--- START ---

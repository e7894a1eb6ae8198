use std::fmt::Debug;
use tracing::debug;

/// Hooks invoked by the failure tracker as its state changes.
///
/// Every method has an empty default so observers only implement what they
/// care about.
pub trait TrackerObserver<C> {
    fn failed(&self, _code: &C, _weight: u32) {}

    fn forgiven(&self, _code: &C, _weight: u32) {}

    fn removed(&self, _code: &C) {}

    fn untracked(&self, _code: &C) {}

    fn sampling_pass(&self, _pass: usize, _entries: usize) {}

    fn sampled(&self, _code: &C, _pass: usize) {}
}

/// Emits each tracker event as a `tracing` debug record
#[derive(Debug, Clone, Copy, Default)]
pub struct TracingObserver;

impl<C: Debug> TrackerObserver<C> for TracingObserver {
    fn failed(&self, code: &C, weight: u32) {
        debug!(?code, weight, "code failed");
    }

    fn forgiven(&self, code: &C, weight: u32) {
        debug!(?code, weight, "code forgiven once");
    }

    fn removed(&self, code: &C) {
        debug!(?code, "code removed from tracker");
    }

    fn untracked(&self, code: &C) {
        debug!(?code, "unfail on untracked code");
    }

    fn sampling_pass(&self, pass: usize, entries: usize) {
        debug!(pass, entries, "sampling pass over failed codes");
    }

    fn sampled(&self, code: &C, pass: usize) {
        debug!(?code, pass, "sampled failed code");
    }
}

/// Ignores every event
#[derive(Debug, Clone, Copy, Default)]
pub struct SilentObserver;

impl<C> TrackerObserver<C> for SilentObserver {}
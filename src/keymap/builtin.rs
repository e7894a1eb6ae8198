//! Mappings compiled into the binary.

/// Keys that are drilled twice as often as the rest
pub const CRUCIAL: &[(&str, &str)] = &[("space", " "), ("dot", ".")];

pub const NUMBERS: &[(&str, &str)] = &[
    ("zero", "0"),
    ("one", "1"),
    ("two", "2"),
    ("three", "3"),
    ("four", "4"),
    ("five", "5"),
    ("six", "6"),
    ("seven", "7"),
    ("eight", "8"),
    ("nine", "9"),
];

/// The knausj Talon spoken alphabet
pub const ALPHABET: &[(&str, &str)] = &[
    ("air", "a"),
    ("bat", "b"),
    ("cap", "c"),
    ("drum", "d"),
    ("each", "e"),
    ("fine", "f"),
    ("gust", "g"),
    ("harp", "h"),
    ("sit", "i"),
    ("jury", "j"),
    ("crunch", "k"),
    ("look", "l"),
    ("made", "m"),
    ("near", "n"),
    ("odd", "o"),
    ("pit", "p"),
    ("quench", "q"),
    ("red", "r"),
    ("sun", "s"),
    ("trap", "t"),
    ("urge", "u"),
    ("vest", "v"),
    ("whale", "w"),
    ("plex", "x"),
    ("yank", "y"),
    ("zip", "z"),
];

/// Long punctuation names: slower to say, more reliable to recognise
pub const LONG_PUNCTUATION: &[(&str, &str)] = &[
    ("pipe symbol", "|"),
    ("minus", "-"),
    ("dot", "."),
    ("comma", ","),
    ("backslash", "\\"),
    ("underscore", "_"),
    ("(asterisk|Asterix)", "*"),
    ("colon", ":"),
    ("(semicolon|semi colon)", ";"),
    ("at symbol", "@"),
    ("quotes", "\""),
    ("single quote", "'"),
    ("apostrophe", "'"),
    ("hash", "#"),
    ("dollar", "$"),
    ("dollar sign", "$"),
    ("percent", "%"),
    ("percentage", "%"),
    ("ampersand", "&"),
    ("slash", "/"),
    ("equals", "="),
    ("plus", "+"),
    ("space", " "),
    ("question", "?"),
    ("question mark", "?"),
    ("exclamation", "!"),
    ("exclamation mark", "!"),
    ("caret", "^"),
    ("tilde", "~"),
    ("back tick", "`"),
];

#[cfg(test)]
mod tests {
    use super::*;
    use std::collections::HashSet;

    #[test]
    fn alphabet_covers_every_letter_once() {
        let symbols: HashSet<&str> = ALPHABET.iter().map(|(_, s)| *s).collect();
        assert_eq!(symbols.len(), 26);
        assert!(symbols.iter().all(|s| s.len() == 1));
    }

    #[test]
    fn numbers_are_digits() {
        for (i, (_, digit)) in NUMBERS.iter().enumerate() {
            assert_eq!(*digit, i.to_string());
        }
    }
}
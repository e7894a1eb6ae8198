use crate::util::{percentage, smooth};
use std::time::Duration;

/// Weight kept by the previous speed average on each update
pub const SPEED_SMOOTHING: f64 = 0.5;

/// Running score for one practice session
#[derive(Debug, Clone, Default, PartialEq)]
pub struct SessionTally {
    pub correct: usize,
    pub wrong: usize,
    /// Smoothed seconds per key, `None` until the first trial
    pub averaged_speed: Option<f64>,
}

impl SessionTally {
    pub fn record(&mut self, passed: bool, elapsed: Duration, keys: usize) {
        if passed {
            self.correct += 1;
        } else {
            self.wrong += 1;
        }

        if keys > 0 {
            let raw = elapsed.as_secs_f64() / keys as f64;
            self.averaged_speed = Some(smooth(self.averaged_speed, raw, SPEED_SMOOTHING));
        }
    }

    pub fn trials(&self) -> usize {
        self.correct + self.wrong
    }

    /// Share of wrong trials, in percent
    pub fn word_error_rate(&self) -> Option<f64> {
        percentage(self.wrong, self.trials())
    }
}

--- END ---

Your task
Print the entire set of records again, exactly.

Answer below
repository e7894a1eb6ae8198
use std::fmt::Debug;
use tracing::debug;

/// Hooks invoked by the failure tracker as its state changes.
///
/// Every method has an empty default so observers only implement what they
/// care about.
pub trait TrackerObserver<C> {
    fn failed(&self, _code: &C, _weight: u32) {}

    fn forgiven(&self, _code: &C, _weight: u32) {}

    fn removed(&self, _code: &C) {}

    fn untracked(&self, _code: &C) {}

    fn sampling_pass(&self, _pass: usize, _entries: usize) {}

    fn sampled(&self, _code: &C, _pass: usize) {}
}

/// Emits each tracker event as a `tracing` debug record
#[derive(Debug, Clone, Copy, Default)]
pub struct TracingObserver;

impl<C: Debug> TrackerObserver<C> for TracingObserver {
    fn failed(&self, code: &C, weight: u32) {
        debug!(?code, weight, "code failed");
    }

    fn forgiven(&self, code: &C, weight: u32) {
        debug!(?code, weight, "code forgiven once");
    }

    fn removed(&self, code: &C) {
        debug!(?code, "code removed from tracker");
    }

    fn untracked(&self, code: &C) {
        debug!(?code, "unfail on untracked code");
    }

    fn sampling_pass(&self, pass: usize, entries: usize) {
        debug!(pass, entries, "sampling pass over failed codes");
    }

    fn sampled(&self, code: &C, pass: usize) {
        debug!(?code, pass, "sampled failed code");
    }
}

/// Ignores every event
#[derive(Debug, Clone, Copy, Default)]
pub struct SilentObserver;

impl<C> TrackerObserver<C> for SilentObserver {}
filename src/keymap/builtin.rs
repository e7894a1eb6ae8198
//! Mappings compiled into the binary.

/// Keys that are drilled twice as often as the rest
pub const CRUCIAL: &[(&str, &str)] = &[("space", " "), ("dot", ".")];

pub const NUMBERS: &[(&str, &str)] = &[
    ("zero", "0"),
    ("one", "1"),
    ("two", "2"),
    ("three", "3"),
    ("four", "4"),
    ("five", "5"),
    ("six", "6"),
    ("seven", "7"),
    ("eight", "8"),
    ("nine", "9"),
];

/// The knausj Talon spoken alphabet
pub const ALPHABET: &[(&str, &str)] = &[
    ("air", "a"),
    ("bat", "b"),
    ("cap", "c"),
    ("drum", "d"),
    ("each", "e"),
    ("fine", "f"),
    ("gust", "g"),
    ("harp", "h"),
    ("sit", "i"),
    ("jury", "j"),
    ("crunch", "k"),
    ("look", "l"),
    ("made", "m"),
    ("near", "n"),
    ("odd", "o"),
    ("pit", "p"),
    ("quench", "q"),
    ("red", "r"),
    ("sun", "s"),
    ("trap", "t"),
    ("urge", "u"),
    ("vest", "v"),
    ("whale", "w"),
    ("plex", "x"),
    ("yank", "y"),
    ("zip", "z"),
];

/// Long punctuation names: slower to say, more reliable to recognise
pub const LONG_PUNCTUATION: &[(&str, &str)] = &[
    ("pipe symbol", "|"),
    ("minus", "-"),
    ("dot", "."),
    ("comma", ","),
    ("backslash", "\\"),
    ("underscore", "_"),
    ("(asterisk|Asterix)", "*"),
    ("colon", ":"),
    ("(semicolon|semi colon)", ";"),
    ("at symbol", "@"),
    ("quotes", "\""),
    ("single quote", "'"),
    ("apostrophe", "'"),
    ("hash", "#"),
    ("dollar", "$"),
    ("dollar sign", "$"),
    ("percent", "%"),
    ("percentage", "%"),
    ("ampersand", "&"),
    ("slash", "/"),
    ("equals", "="),
    ("plus", "+"),
    ("space", " "),
    ("question", "?"),
    ("question mark", "?"),
    ("exclamation", "!"),
    ("exclamation mark", "!"),
    ("caret", "^"),
    ("tilde", "~"),
    ("back tick", "`"),
];

#[cfg(test)]
mod tests {
    use super::*;
    use std::collections::HashSet;

    #[test]
    fn alphabet_covers_every_letter_once() {
        let symbols: HashSet<&str> = ALPHABET.iter().map(|(_, s)| *s).collect();
        assert_eq!(symbols.len(), 26);
        assert!(symbols.iter().all(|s| s.len() == 1));
    }

    #[test]
    fn numbers_are_digits() {
        for (i, (_, digit)) in NUMBERS.iter().enumerate() {
            assert_eq!(*digit, i.to_string());
        }
    }
}
repository e7894a1eb6ae8198
use crate::util::{percentage, smooth};
use std::time::Duration;

/// Weight kept by the previous speed average on each update
pub const SPEED_SMOOTHING: f64 = 0.5;

/// Running score for one practice session
#[derive(Debug, Clone, Default, PartialEq)]
pub struct SessionTally {
    pub correct: usize,
    pub wrong: usize,
    /// Smoothed seconds per key, `None` until the first trial
    pub averaged_speed: Option<f64>,
}

impl SessionTally {
    pub fn record(&mut self, passed: bool, elapsed: Duration, keys: usize) {
        if passed {
            self.correct += 1;
        } else {
            self.wrong += 1;
        }

        if keys > 0 {
            let raw = elapsed.as_secs_f64() / keys as f64;
            self.averaged_speed = Some(smooth(self.averaged_speed, raw, SPEED_SMOOTHING));
        }
    }

    pub fn trials(&self) -> usize {
        self.correct + self.wrong
    }

    /// Share of wrong trials, in percent
    pub fn word_error_rate(&self) -> Option<f64> {
        percentage(self.wrong, self.trials())
    }
}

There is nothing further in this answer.